In another study, it was reported that mental disorders were seen at the rate of 27-71% in patients with mental retardation [14]. Psychopathology in children and adolescents with MR was found as higher because of their environmental features in which they have more exposure to adverse socioeconomic conditions and this was linked to increased psychopathology risk [15]. In our study, the incidence of psychiatric comorbidity was determined as 24.6%. Similar to findings of a study conducted in Turkey [9] in our study psychiatric comorbidity was significantly more frequent in mild MR than that of other subtype of MR. This may result from because of high level of presence of mild MR in our sample. This is the possibility of sufficient sensitivity of tools and methods which we used diagnostic process as mental retardation level increases and difficulty in diagnosing process or patients with severe clinical symptoms of MR may have more limited verbal ability and more difficulty to explain their complaints.

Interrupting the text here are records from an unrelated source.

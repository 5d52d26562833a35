// Copyright 2026 Google LLC
//
// Licensed under the Apache License, Version 2.0 (the "License");
// you may not use this file except in compliance with the License.
// You may obtain a copy of the License at
//
//     https://www.apache.org/licenses/LICENSE-2.0
//
// Unless required by applicable law or agreed to in writing, software
// distributed under the License is distributed on an "AS IS" BASIS,
// WITHOUT WARRANTIES OR CONDITIONS OF ANY KIND, either express or implied.
// See the License for the specific language governing permissions and
// limitations under the License.

/// A structured data value, consisting of fields which map to dynamically
/// typed values.
///
/// Dialogflow uses this type for intent parameters and webhook payloads.
pub type Struct = serde_json::Map<String, serde_json::Value>;

/// A dynamically typed value: null, a number, a string, a boolean, a
/// [Struct], or a [ListValue].
pub type Value = serde_json::Value;

/// A repeated field of dynamically typed values.
pub type ListValue = Vec<serde_json::Value>;

impl crate::message::Message for Struct {
    fn typename() -> &'static str {
        "type.googleapis.com/google.protobuf.Struct"
    }

    fn to_map(&self) -> Result<crate::message::Map, crate::AnyError> {
        crate::message::to_json_other(self)
    }

    fn from_map(map: &crate::message::Map) -> Result<Self, crate::AnyError> {
        crate::message::from_other(map)
    }
}

impl crate::message::Message for Value {
    fn typename() -> &'static str {
        "type.googleapis.com/google.protobuf.Value"
    }

    fn to_map(&self) -> Result<crate::message::Map, crate::AnyError> {
        crate::message::to_json_other(self)
    }

    fn from_map(map: &crate::message::Map) -> Result<Self, crate::AnyError> {
        crate::message::from_other(map)
    }
}

#[cfg(test)]
mod tests {
    use super::*;
    use crate::Any;
    use serde_json::json;

    #[test]
    fn struct_in_any() -> anyhow::Result<()> {
        let input = json!({"fruit": "apple", "count": 3});
        let value = input.as_object().cloned().unwrap_or_default();
        let any = Any::from_msg(&value)?;
        let got = serde_json::to_value(&any)?;
        assert_eq!(
            got,
            json!({"@type": "type.googleapis.com/google.protobuf.Struct", "value": input})
        );
        assert_eq!(any.to_msg::<Struct>()?, value);
        Ok(())
    }

    #[test]
    fn value_in_any() -> anyhow::Result<()> {
        let any = Any::from_msg(&json!([1, "two", null]))?;
        assert_eq!(any.type_url(), Some("type.googleapis.com/google.protobuf.Value"));
        assert_eq!(any.to_msg::<Value>()?, json!([1, "two", null]));
        Ok(())
    }
}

A study, conducted in Turkey, it was reported that 79.4% of male patients with MR and 46.2% of the female have a psychiatric comorbidity [9]. Similarly, in our study, psychiatric comorbidity was found in 65.9% of males and 34.1% of females, which was statistically significant in favor of male. The most frequently identified psychiatric comorbidities in MR were reported as PDD, ADHD, anxiety disorders, mood disorders, psychotic disorders, personality disorders, conduct disorder, posttraumatic stress disorder, tic disorders and eating disorders [16]. In our study, MR comorbid diseases were found as DBD, PDD, anxiety disorders, elimination disorders, mood disorders and tic disorders, in order of frequency, and the comorbidity rates were generally lower than in the literature. Cross-sectional nature of our study and performed retrospectively may have led to this situation.

In the United States, 30-75% of all cases with MR were reported to be prescribed psychotropic drugs [14]. In a study conducted in Turkey showed 62.5% of patients with MR using any of psychotropic drugs [17]. Psychotropic drugs use was found as 20.4% of MR cases in our sample and this ratio is relatively low, compared to above-mentioned rates, due to less comorbidity we found. Most commonly pharmacological agents used in this area were reported as antipsychotics, benzodiazepines, lithium, antiepileptic drugs, tricyclic antidepressants and SSRIs [18]. Likewise, in our study, the most commonly used psychotropic drugs were antipsychotics, followed by MPH and SSRIs. Mostly used antipsychotic was risperidone and it was consistent with the literature which pointed out that risperidone is effective and tolerable agent in children with mental retardation [19]. MPH was another frequently used medication in children with MR having ADHD comorbidity to their situation. MPH has been reported as effective in behavioral and cognitive functions in children with MR plus ADHD [20], which MPH was found in our series of children with MR having ADHD comorbidity as preferable agent to treat. In our sample, because the most common comorbidity found was DBD, this may have affected MPH and ATX use rates which consistent with the proportion of it mentioned in the literature [21].

In conclusion, the high rate of psychiatric and non-psychiatric medical comorbidity is determined cases in mental retardation. Comorbidity is an important issue with regards to complicate the treatment and compliance and affect negatively on the patient's prognosis and quality of life. In the process of the diagnosis and treatment, paying attention to this case by clinicians who study in this area will be useful to practice correct and affective treatment. Our study has the characteristic of determination that evaluation of cases that admitted to child psychiatry clinic and diagnosed with MR. The most important limitation of our study is that the evaluation is made retrospectively. The relative size of the sample is the most important advantage. There is a need for studies which contains more detailed information, designed as a prospective, multicenter and large sample size to draw up a way of health policies related to the children and adolescents with MR, in Turkey. This type of studies in the future will provide a more comprehensive evaluation of cases with MR and cut-in attemps which should take lifelong in the early stages.